● Records from a dataset:

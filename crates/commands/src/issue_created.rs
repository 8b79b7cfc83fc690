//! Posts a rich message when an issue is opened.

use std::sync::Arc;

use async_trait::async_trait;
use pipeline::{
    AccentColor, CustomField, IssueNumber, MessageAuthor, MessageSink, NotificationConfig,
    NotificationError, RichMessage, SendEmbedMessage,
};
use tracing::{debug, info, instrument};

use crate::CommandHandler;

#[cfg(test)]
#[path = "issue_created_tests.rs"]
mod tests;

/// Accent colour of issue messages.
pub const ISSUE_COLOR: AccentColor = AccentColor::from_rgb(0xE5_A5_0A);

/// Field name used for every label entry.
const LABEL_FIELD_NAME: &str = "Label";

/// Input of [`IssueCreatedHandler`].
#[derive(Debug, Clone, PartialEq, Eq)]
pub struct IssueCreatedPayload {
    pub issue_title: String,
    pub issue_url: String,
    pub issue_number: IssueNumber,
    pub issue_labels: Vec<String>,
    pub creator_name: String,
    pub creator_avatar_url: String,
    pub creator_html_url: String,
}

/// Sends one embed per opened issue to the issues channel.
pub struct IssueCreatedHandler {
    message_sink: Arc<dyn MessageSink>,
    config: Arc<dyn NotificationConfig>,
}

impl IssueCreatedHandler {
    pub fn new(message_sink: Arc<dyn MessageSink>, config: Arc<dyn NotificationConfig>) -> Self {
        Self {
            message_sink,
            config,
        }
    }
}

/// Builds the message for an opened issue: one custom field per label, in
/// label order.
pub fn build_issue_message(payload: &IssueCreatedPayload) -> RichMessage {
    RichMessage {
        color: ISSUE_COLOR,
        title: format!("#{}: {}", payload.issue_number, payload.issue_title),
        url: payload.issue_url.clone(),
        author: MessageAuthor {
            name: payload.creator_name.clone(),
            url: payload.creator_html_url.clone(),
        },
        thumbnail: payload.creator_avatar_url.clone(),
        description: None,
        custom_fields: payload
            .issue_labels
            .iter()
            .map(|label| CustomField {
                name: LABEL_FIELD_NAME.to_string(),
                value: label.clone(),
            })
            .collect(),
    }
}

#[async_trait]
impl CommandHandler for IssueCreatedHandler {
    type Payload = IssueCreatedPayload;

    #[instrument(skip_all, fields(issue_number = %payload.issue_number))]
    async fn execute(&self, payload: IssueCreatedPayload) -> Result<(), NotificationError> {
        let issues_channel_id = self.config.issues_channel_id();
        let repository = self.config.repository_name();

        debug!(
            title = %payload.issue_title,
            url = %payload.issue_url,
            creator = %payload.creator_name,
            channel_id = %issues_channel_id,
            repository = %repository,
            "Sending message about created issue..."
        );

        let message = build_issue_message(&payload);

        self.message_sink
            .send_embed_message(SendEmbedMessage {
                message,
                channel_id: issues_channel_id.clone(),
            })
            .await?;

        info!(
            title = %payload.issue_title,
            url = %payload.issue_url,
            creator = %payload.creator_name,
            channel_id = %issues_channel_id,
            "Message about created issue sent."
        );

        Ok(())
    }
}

--

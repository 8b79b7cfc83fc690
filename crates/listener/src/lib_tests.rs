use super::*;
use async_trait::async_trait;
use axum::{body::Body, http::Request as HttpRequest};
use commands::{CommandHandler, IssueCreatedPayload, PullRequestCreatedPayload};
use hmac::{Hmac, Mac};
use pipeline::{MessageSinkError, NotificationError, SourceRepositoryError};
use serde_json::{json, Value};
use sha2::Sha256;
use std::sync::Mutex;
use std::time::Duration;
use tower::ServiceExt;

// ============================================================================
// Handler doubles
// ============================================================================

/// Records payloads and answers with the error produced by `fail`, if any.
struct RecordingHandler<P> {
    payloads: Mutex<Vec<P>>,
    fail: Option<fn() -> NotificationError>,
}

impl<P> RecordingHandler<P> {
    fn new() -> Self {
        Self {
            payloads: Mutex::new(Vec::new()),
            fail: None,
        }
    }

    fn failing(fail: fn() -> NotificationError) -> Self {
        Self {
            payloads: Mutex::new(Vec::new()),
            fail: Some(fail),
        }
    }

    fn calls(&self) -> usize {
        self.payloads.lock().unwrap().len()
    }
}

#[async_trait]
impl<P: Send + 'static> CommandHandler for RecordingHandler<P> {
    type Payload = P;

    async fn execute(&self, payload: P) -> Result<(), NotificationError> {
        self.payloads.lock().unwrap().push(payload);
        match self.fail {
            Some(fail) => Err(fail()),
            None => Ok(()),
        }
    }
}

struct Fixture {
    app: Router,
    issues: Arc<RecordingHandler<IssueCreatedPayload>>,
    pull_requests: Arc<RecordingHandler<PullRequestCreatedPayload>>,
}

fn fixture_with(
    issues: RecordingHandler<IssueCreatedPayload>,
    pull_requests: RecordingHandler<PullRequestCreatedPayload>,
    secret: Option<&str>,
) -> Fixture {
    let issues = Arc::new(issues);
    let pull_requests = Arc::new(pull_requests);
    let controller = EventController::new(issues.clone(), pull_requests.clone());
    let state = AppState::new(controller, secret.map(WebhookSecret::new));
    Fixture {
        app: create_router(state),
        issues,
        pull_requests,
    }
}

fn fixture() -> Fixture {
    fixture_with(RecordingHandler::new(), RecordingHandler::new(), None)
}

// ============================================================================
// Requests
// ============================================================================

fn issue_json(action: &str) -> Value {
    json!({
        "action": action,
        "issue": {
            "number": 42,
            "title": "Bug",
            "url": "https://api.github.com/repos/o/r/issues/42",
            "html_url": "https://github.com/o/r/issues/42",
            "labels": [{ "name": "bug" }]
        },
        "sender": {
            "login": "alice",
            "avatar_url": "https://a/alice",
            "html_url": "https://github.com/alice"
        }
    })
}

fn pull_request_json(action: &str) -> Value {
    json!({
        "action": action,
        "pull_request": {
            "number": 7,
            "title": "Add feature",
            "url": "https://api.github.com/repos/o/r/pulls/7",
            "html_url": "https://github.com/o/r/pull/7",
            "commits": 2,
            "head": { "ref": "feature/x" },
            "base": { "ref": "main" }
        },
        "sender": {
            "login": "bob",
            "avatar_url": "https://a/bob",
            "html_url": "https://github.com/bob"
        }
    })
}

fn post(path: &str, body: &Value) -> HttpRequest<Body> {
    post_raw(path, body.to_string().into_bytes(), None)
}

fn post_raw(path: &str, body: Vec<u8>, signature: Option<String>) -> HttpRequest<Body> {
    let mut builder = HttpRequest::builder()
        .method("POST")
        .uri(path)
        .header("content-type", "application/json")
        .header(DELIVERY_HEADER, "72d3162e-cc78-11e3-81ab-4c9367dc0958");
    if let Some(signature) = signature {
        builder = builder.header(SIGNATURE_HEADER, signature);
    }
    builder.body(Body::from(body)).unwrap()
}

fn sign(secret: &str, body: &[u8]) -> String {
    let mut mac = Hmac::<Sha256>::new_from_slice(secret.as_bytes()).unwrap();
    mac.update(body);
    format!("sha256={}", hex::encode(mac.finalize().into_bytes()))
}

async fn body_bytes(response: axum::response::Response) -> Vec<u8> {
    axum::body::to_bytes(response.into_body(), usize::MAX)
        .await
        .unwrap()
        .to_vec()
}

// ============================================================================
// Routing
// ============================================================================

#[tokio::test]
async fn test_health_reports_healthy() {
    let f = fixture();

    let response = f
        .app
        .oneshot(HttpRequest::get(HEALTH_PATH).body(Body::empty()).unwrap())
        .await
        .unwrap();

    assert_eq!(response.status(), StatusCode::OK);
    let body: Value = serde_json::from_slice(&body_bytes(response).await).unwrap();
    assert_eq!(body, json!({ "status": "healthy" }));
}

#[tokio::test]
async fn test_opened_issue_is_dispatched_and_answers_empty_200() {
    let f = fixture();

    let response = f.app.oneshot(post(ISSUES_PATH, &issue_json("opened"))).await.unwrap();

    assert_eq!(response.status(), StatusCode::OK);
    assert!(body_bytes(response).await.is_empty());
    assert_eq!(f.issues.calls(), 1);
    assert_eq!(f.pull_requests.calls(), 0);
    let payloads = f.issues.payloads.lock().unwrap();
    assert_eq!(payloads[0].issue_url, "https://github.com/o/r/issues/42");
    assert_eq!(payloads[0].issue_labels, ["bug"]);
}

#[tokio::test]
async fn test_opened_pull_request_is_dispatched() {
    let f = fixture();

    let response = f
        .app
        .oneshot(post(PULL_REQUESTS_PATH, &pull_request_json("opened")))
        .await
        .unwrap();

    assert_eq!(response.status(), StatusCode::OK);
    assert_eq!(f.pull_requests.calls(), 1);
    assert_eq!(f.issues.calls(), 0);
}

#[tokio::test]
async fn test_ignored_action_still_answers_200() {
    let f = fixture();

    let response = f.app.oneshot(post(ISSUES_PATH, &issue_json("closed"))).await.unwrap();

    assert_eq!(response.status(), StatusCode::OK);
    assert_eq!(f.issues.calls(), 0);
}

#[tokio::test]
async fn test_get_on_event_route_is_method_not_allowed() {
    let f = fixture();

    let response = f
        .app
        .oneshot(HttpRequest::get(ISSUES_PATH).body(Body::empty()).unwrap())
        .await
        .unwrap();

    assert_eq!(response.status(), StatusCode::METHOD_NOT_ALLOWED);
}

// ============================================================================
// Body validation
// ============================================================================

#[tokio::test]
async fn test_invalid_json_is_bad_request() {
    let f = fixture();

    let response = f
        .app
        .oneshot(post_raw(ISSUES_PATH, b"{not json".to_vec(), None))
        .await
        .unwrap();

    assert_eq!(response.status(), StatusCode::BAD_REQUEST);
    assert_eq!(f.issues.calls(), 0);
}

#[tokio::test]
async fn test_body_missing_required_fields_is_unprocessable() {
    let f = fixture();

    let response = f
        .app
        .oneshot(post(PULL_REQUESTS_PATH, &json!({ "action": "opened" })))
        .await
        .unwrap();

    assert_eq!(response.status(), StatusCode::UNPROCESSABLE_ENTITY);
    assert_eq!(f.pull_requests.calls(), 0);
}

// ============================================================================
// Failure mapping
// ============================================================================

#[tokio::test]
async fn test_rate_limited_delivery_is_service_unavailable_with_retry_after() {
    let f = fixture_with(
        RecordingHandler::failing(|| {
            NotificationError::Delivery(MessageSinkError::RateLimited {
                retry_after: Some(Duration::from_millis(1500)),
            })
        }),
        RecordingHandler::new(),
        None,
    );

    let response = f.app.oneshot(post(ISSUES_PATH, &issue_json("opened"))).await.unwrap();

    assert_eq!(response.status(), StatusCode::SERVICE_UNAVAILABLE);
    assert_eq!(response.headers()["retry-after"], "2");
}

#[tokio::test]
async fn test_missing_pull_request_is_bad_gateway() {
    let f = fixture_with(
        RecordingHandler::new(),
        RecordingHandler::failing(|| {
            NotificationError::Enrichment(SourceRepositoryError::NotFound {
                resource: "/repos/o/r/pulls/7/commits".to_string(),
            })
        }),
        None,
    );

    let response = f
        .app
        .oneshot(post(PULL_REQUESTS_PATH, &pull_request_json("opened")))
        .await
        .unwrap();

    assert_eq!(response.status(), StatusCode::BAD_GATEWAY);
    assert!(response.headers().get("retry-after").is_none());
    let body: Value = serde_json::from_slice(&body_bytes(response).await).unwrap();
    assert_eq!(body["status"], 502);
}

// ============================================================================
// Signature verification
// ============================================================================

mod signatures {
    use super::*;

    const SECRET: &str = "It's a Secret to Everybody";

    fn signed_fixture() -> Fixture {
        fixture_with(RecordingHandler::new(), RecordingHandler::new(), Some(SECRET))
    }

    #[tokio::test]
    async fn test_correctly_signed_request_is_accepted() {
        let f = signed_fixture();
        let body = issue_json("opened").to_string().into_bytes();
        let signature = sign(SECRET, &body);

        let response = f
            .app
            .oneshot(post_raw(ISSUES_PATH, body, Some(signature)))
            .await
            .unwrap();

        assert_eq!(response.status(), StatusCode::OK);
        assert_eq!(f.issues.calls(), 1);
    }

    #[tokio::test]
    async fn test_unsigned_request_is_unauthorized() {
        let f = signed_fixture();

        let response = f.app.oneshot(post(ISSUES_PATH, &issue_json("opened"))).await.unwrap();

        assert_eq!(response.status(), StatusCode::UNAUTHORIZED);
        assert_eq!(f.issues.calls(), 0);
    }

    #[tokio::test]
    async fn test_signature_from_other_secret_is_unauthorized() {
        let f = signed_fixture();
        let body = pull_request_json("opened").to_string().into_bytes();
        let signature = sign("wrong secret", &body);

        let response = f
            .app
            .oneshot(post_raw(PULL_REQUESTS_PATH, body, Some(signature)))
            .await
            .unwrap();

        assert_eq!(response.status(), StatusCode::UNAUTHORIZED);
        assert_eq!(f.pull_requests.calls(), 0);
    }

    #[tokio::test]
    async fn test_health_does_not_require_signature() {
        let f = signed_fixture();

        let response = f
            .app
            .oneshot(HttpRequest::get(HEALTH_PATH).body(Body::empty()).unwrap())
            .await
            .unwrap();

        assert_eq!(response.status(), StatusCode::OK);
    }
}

● Problem description: Return a copy of each line in the entries that carries the string "Result".

● Answer:
    async fn execute(&self, payload: IssueCreatedPayload) -> Result<(), NotificationError> {
    async fn execute(&self, payload: P) -> Result<(), NotificationError> {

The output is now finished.